▶ **What is being asked**
Give back an exact copy of the lines in the records below, from the line that has "them document nothing." through the line that has "for (start, end)", and nothing besides.
[[ Material provided, beginning ]]
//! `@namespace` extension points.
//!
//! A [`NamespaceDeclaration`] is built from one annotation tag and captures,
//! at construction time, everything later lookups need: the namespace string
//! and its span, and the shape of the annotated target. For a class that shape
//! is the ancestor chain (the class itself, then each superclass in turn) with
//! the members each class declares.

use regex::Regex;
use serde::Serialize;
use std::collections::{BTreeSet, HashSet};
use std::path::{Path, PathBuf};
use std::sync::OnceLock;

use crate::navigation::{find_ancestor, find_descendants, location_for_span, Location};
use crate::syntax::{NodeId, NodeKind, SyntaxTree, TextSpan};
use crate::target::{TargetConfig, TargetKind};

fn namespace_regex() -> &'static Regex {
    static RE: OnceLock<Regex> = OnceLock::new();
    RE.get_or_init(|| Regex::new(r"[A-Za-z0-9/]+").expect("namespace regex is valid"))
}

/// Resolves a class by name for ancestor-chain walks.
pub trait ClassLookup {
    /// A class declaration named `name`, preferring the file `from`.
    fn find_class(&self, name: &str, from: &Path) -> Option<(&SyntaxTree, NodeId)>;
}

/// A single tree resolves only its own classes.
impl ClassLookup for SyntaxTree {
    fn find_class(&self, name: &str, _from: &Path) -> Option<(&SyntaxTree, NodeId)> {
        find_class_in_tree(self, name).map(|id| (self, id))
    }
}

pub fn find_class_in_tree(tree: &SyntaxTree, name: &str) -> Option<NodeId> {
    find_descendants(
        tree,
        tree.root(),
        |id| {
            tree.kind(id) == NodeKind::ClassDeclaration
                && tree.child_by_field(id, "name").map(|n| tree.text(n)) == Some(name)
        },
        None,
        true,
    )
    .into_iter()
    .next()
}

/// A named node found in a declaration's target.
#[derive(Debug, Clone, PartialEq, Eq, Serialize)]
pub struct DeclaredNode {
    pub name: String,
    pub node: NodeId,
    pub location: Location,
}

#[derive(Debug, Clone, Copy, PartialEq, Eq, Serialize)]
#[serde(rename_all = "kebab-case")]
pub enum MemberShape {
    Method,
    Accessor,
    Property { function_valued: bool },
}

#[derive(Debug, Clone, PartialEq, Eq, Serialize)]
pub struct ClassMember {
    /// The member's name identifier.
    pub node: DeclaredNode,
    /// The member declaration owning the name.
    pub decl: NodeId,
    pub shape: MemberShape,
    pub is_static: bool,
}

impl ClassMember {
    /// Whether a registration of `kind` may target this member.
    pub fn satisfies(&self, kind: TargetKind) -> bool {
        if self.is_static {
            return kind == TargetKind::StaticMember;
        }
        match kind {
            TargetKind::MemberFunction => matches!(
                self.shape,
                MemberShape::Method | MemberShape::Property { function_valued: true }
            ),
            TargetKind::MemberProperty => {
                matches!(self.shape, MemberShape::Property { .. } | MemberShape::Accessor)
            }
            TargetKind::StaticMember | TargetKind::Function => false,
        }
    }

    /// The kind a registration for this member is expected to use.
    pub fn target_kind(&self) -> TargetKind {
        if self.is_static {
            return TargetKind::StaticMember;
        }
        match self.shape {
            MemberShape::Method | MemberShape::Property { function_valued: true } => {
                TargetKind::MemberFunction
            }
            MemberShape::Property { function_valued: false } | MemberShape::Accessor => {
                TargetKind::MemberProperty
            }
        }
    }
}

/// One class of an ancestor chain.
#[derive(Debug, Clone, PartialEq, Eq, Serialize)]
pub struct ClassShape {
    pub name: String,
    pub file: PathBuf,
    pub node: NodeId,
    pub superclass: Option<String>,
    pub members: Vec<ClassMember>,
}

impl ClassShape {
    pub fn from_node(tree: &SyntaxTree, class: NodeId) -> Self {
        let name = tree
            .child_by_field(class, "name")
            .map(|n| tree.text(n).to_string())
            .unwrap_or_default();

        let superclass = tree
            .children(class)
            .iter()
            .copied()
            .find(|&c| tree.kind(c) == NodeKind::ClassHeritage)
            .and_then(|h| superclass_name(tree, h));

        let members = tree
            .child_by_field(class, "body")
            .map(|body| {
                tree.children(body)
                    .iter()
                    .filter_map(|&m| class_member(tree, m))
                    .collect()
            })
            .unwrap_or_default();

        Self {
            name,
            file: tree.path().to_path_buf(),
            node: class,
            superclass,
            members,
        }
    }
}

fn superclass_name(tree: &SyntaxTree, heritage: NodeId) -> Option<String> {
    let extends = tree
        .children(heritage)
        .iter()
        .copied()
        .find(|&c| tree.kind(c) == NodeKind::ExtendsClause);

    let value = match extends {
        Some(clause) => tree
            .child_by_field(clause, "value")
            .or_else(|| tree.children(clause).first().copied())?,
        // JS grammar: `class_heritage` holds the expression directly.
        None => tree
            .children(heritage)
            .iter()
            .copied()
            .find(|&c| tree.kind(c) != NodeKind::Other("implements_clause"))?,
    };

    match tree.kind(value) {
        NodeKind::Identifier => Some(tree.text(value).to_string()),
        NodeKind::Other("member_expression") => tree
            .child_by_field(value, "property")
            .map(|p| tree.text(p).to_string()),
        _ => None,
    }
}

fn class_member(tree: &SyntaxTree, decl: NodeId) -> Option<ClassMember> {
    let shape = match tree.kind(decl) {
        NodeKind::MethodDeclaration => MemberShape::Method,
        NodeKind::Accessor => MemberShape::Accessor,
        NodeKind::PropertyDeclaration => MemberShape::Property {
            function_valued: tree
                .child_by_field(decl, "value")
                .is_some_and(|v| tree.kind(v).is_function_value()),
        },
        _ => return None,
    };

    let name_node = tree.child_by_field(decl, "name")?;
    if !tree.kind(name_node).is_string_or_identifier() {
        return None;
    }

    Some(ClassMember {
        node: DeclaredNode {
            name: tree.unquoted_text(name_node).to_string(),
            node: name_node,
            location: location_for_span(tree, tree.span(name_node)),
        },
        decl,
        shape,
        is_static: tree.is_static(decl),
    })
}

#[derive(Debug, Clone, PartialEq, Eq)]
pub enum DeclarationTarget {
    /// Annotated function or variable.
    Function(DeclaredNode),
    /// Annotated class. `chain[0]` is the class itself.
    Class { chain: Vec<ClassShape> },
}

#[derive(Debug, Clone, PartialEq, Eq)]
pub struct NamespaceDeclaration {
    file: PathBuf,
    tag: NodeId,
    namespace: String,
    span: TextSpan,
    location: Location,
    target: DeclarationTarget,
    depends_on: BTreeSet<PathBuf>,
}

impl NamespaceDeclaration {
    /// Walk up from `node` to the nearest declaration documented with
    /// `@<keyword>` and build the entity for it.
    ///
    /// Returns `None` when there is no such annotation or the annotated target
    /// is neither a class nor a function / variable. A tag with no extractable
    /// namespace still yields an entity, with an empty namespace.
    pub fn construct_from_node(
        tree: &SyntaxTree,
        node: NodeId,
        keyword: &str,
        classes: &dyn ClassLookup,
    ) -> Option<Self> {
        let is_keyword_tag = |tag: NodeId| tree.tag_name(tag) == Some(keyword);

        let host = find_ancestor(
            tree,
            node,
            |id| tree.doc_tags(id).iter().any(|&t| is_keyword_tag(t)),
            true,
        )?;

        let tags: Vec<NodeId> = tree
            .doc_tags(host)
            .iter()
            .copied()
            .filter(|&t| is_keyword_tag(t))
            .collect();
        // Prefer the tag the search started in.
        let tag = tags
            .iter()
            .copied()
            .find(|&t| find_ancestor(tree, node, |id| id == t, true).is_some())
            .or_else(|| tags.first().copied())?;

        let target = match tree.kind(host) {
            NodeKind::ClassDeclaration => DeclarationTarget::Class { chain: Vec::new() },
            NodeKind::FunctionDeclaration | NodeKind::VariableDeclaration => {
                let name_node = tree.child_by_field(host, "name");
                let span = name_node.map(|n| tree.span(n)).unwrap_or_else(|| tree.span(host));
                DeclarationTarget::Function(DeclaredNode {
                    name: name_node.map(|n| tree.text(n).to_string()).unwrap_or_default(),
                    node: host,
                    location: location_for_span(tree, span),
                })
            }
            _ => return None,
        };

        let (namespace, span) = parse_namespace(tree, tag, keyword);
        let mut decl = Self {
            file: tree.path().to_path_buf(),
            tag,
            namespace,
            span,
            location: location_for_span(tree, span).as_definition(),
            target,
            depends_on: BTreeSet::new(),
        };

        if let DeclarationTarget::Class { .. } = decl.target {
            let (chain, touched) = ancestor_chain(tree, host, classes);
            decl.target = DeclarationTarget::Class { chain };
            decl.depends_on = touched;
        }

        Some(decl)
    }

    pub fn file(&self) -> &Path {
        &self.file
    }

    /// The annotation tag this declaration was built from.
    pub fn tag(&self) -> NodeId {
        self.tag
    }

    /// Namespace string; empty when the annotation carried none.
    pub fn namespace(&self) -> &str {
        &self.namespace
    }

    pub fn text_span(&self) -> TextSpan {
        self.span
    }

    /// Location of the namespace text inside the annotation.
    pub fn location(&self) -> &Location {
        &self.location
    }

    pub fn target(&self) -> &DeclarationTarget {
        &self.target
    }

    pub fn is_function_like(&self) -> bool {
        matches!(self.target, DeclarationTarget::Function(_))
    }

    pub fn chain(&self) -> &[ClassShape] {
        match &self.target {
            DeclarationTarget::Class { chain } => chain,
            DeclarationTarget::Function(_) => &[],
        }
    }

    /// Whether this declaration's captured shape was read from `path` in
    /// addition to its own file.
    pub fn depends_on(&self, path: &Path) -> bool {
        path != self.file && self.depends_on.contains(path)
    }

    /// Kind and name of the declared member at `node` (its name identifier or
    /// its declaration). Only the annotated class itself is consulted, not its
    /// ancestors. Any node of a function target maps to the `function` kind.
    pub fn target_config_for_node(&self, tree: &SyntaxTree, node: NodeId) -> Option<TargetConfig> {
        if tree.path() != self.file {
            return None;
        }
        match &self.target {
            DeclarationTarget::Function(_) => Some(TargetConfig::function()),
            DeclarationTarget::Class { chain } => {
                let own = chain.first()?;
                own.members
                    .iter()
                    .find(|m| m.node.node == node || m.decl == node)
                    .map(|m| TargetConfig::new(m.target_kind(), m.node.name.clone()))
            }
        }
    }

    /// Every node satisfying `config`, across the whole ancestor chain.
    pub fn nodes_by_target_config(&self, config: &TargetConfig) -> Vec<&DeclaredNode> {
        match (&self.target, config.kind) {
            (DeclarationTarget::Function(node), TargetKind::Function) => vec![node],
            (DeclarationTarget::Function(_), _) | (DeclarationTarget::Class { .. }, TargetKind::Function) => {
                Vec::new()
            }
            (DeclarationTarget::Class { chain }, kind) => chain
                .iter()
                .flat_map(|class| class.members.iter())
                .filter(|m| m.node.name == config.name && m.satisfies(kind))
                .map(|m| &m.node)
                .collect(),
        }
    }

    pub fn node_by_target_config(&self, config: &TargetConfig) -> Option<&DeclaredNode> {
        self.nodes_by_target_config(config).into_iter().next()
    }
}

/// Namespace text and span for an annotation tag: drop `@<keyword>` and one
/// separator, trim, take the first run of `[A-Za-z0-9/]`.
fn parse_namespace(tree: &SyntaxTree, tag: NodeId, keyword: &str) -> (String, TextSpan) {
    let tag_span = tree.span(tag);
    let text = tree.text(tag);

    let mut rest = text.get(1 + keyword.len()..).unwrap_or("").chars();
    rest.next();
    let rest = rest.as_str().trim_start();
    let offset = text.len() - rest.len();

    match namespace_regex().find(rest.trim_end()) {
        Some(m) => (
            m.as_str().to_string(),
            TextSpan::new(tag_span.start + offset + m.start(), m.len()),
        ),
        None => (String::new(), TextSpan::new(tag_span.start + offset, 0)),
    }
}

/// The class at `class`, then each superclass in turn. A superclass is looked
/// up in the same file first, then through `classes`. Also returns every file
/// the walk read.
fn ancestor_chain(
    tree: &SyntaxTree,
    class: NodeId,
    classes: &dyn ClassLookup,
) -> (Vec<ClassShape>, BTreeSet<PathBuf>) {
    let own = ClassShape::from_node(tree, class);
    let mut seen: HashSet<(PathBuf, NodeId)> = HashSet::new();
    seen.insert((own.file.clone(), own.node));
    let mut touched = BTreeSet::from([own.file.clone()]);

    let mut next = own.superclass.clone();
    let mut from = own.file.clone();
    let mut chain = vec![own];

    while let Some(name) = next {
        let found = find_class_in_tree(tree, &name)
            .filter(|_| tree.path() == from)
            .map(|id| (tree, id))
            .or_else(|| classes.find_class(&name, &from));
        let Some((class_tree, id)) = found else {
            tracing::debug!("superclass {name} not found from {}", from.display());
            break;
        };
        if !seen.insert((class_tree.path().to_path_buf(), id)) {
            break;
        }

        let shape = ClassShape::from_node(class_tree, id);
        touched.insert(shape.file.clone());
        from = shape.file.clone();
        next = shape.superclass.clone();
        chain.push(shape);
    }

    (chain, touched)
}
[[ Material provided, end ]]
[[ Material provided, beginning ]]
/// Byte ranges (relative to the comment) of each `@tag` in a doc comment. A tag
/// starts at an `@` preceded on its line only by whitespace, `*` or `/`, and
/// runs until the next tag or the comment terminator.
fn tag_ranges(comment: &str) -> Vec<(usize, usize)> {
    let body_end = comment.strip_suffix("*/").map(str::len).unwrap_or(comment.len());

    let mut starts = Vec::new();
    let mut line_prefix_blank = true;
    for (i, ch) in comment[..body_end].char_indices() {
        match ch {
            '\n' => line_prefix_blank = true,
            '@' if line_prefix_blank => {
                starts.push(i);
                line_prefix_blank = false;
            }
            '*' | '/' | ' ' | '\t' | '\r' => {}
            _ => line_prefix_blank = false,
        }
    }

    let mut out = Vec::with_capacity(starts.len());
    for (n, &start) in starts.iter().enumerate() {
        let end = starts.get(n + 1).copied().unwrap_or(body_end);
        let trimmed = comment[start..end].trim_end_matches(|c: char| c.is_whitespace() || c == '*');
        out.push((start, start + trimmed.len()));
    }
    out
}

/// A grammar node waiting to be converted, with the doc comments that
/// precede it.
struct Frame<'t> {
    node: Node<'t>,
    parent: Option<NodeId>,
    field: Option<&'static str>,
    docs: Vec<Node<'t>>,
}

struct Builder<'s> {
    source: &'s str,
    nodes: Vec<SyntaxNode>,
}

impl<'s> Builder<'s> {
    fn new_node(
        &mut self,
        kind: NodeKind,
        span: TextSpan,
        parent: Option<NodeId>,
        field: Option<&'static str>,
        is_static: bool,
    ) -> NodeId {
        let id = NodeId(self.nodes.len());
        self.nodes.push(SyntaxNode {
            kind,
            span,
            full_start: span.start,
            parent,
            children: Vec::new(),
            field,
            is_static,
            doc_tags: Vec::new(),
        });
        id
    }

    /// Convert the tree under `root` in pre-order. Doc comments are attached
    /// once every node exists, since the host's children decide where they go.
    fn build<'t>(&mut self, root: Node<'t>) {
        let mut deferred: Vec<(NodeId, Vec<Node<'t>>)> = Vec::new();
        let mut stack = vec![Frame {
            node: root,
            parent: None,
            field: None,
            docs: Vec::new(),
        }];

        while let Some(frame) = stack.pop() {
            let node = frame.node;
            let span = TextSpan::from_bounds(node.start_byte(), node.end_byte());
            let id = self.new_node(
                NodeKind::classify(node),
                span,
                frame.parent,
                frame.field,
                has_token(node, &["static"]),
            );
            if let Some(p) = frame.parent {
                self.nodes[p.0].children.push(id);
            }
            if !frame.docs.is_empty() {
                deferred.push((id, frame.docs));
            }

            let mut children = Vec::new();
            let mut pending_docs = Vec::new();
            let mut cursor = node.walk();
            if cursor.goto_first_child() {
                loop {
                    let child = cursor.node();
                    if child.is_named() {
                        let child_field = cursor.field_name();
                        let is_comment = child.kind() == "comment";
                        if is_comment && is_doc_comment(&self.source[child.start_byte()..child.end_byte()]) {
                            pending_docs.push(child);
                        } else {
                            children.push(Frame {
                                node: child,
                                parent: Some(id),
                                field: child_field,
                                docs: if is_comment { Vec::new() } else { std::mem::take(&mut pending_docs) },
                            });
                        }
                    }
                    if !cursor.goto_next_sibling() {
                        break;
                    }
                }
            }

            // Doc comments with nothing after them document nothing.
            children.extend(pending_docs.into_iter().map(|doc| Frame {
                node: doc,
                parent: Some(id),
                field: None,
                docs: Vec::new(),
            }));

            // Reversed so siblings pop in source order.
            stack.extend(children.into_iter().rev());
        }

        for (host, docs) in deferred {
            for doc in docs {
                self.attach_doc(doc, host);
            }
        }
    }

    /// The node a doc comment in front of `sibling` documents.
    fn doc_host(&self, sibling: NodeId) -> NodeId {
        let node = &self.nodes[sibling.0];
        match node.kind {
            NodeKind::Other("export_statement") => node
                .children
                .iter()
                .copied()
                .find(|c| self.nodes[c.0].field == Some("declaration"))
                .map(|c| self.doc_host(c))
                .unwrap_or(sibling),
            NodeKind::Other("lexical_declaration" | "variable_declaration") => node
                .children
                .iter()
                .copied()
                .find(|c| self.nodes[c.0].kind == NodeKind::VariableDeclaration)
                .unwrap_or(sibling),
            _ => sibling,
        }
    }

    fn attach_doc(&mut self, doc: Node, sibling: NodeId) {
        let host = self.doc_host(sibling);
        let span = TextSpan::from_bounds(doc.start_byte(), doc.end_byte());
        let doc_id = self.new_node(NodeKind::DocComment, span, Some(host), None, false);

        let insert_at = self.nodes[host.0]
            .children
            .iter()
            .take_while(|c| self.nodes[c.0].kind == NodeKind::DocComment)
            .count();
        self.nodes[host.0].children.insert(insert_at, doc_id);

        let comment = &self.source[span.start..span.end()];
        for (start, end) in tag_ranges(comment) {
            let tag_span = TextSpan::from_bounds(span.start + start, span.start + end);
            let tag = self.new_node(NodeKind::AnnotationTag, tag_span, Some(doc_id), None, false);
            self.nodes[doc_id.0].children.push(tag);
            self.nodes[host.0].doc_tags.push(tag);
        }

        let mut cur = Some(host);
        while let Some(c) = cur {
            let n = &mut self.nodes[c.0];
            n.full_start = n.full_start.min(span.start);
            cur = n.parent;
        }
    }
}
[[ Material provided, end ]]
▶ **Written answer**
            // Doc comments with nothing after them document nothing.
            children.extend(pending_docs.into_iter().map(|doc| Frame {
                node: doc,
                parent: Some(id),
                field: None,
                docs: Vec::new(),
            }));

            // Reversed so siblings pop in source order.
            stack.extend(children.into_iter().rev());
        }

        for (host, docs) in deferred {
            for doc in docs {
                self.attach_doc(doc, host);
            }
        }
    }

    /// The node a doc comment in front of `sibling` documents.
    fn doc_host(&self, sibling: NodeId) -> NodeId {
        let node = &self.nodes[sibling.0];
        match node.kind {
            NodeKind::Other("export_statement") => node
                .children
                .iter()
                .copied()
                .find(|c| self.nodes[c.0].field == Some("declaration"))
                .map(|c| self.doc_host(c))
                .unwrap_or(sibling),
            NodeKind::Other("lexical_declaration" | "variable_declaration") => node
                .children
                .iter()
                .copied()
                .find(|c| self.nodes[c.0].kind == NodeKind::VariableDeclaration)
                .unwrap_or(sibling),
            _ => sibling,
        }
    }

    fn attach_doc(&mut self, doc: Node, sibling: NodeId) {
        let host = self.doc_host(sibling);
        let span = TextSpan::from_bounds(doc.start_byte(), doc.end_byte());
        let doc_id = self.new_node(NodeKind::DocComment, span, Some(host), None, false);

        let insert_at = self.nodes[host.0]
            .children
            .iter()
            .take_while(|c| self.nodes[c.0].kind == NodeKind::DocComment)
            .count();
        self.nodes[host.0].children.insert(insert_at, doc_id);

        let comment = &self.source[span.start..span.end()];
        for (start, end) in tag_ranges(comment) {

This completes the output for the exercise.